[Collection entries]
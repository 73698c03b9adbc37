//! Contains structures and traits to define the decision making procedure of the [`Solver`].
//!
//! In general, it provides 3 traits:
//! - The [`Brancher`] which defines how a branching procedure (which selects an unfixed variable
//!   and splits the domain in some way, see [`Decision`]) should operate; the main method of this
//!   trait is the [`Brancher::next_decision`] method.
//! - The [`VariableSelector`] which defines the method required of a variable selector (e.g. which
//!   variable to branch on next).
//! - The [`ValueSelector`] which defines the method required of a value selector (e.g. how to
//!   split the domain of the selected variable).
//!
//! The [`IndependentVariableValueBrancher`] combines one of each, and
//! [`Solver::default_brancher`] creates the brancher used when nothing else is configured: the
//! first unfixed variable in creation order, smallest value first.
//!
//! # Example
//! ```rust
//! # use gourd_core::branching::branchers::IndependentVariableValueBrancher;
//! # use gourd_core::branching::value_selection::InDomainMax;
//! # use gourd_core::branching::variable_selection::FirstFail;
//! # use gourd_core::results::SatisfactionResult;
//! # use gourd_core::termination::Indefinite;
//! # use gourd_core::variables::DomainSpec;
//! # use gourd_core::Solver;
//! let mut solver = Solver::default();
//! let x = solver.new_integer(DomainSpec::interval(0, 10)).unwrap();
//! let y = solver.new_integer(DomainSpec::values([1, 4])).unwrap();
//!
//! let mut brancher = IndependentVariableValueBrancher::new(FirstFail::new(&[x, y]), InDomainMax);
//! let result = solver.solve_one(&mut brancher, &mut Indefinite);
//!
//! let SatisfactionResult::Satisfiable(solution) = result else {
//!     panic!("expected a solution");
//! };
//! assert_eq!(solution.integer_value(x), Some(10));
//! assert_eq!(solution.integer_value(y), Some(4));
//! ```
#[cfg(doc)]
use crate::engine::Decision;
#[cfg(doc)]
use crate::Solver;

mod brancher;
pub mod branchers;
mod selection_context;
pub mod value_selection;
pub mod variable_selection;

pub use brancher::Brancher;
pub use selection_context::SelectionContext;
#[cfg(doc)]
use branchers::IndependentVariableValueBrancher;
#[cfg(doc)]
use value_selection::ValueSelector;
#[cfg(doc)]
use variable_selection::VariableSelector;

* * *

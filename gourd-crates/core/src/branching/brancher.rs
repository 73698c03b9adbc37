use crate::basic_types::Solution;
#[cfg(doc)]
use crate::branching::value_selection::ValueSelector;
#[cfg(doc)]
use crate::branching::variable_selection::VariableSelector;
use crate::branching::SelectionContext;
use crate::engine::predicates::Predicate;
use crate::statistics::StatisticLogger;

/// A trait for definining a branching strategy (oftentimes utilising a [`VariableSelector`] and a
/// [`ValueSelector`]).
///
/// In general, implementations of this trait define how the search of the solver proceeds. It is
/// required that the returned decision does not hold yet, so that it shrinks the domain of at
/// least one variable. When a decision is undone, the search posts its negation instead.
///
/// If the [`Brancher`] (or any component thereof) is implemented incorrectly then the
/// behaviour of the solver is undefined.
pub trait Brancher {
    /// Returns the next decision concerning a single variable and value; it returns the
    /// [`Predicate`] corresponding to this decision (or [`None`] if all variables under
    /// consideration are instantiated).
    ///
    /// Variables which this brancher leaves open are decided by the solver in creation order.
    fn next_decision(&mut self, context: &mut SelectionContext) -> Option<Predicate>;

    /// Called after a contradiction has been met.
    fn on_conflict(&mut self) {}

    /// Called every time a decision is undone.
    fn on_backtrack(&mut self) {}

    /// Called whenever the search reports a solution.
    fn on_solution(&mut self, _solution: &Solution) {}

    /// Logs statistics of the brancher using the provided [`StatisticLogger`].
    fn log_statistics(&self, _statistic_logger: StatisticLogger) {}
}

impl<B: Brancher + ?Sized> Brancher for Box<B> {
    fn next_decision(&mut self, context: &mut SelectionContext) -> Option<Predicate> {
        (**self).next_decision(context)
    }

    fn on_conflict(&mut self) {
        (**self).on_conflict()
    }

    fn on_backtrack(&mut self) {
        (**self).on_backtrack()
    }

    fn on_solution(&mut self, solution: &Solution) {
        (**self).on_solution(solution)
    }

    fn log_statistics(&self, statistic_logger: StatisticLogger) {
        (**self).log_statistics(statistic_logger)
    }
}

---

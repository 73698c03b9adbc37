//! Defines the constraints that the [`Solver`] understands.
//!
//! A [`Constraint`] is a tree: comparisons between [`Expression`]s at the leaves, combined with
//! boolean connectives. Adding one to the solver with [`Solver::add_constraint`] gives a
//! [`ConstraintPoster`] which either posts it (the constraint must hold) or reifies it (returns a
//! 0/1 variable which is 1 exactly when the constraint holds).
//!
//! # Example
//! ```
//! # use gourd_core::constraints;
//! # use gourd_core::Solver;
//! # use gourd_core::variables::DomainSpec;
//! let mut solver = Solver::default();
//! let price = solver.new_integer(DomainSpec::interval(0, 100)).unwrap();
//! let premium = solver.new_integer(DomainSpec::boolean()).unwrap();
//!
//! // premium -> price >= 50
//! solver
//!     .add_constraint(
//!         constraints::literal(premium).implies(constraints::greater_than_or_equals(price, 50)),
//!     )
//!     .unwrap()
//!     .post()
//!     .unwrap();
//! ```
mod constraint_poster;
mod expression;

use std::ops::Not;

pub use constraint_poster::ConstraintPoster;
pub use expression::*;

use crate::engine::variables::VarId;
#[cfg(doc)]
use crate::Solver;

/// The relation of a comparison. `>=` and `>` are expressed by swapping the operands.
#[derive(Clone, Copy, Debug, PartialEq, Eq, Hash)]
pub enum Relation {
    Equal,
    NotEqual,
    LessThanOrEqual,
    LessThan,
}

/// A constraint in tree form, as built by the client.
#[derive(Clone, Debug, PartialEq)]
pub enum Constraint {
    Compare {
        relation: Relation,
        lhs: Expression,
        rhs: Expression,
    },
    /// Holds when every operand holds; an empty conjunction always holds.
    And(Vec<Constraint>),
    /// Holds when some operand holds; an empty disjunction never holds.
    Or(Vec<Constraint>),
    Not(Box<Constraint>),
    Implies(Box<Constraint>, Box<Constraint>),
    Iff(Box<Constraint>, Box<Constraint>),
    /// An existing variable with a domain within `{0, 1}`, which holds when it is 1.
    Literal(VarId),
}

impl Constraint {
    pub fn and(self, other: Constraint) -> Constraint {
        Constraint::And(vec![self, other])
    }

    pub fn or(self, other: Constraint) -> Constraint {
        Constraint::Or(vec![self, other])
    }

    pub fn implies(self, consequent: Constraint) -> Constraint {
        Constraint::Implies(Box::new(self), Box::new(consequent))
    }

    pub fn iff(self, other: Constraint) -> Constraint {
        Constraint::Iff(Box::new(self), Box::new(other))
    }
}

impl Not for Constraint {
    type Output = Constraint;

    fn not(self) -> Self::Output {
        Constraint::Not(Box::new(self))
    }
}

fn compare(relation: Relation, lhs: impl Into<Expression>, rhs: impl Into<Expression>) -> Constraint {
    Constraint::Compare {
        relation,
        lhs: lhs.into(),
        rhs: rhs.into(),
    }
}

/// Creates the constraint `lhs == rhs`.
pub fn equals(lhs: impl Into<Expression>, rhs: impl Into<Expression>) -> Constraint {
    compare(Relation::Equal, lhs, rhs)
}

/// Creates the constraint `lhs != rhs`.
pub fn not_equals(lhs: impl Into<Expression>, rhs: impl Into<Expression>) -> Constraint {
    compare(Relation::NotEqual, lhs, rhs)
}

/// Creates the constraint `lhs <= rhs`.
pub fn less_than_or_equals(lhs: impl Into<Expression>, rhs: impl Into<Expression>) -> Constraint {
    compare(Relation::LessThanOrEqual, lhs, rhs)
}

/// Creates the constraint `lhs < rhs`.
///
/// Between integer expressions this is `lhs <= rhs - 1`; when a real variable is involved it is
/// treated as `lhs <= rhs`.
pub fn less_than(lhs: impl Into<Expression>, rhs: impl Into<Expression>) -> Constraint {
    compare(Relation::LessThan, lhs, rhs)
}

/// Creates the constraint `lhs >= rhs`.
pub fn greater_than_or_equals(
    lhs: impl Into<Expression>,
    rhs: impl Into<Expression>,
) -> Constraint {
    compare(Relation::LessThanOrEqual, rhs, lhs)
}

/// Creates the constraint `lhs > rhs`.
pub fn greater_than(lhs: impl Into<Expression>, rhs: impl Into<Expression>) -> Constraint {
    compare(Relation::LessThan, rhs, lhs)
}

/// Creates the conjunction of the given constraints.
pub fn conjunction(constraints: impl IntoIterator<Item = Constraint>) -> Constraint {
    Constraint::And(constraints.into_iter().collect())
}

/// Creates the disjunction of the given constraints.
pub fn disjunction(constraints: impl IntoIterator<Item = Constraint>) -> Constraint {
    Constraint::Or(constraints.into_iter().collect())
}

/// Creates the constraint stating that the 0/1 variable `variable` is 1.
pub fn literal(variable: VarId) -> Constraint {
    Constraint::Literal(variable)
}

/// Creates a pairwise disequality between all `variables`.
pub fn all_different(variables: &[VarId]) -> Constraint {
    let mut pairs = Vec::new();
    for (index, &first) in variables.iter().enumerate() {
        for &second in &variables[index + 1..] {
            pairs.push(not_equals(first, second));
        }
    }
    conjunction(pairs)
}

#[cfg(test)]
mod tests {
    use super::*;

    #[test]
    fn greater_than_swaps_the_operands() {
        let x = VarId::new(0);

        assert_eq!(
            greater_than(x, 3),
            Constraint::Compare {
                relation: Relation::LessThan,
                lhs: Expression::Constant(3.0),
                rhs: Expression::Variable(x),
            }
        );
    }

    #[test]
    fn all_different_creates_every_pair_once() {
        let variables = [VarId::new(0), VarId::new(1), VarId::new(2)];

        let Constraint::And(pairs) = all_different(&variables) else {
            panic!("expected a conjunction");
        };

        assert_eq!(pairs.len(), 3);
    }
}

** About this task **
Could you state how many lines of the records contain "ConstraintPoster"? Give the number and nothing else.

** Task response **
2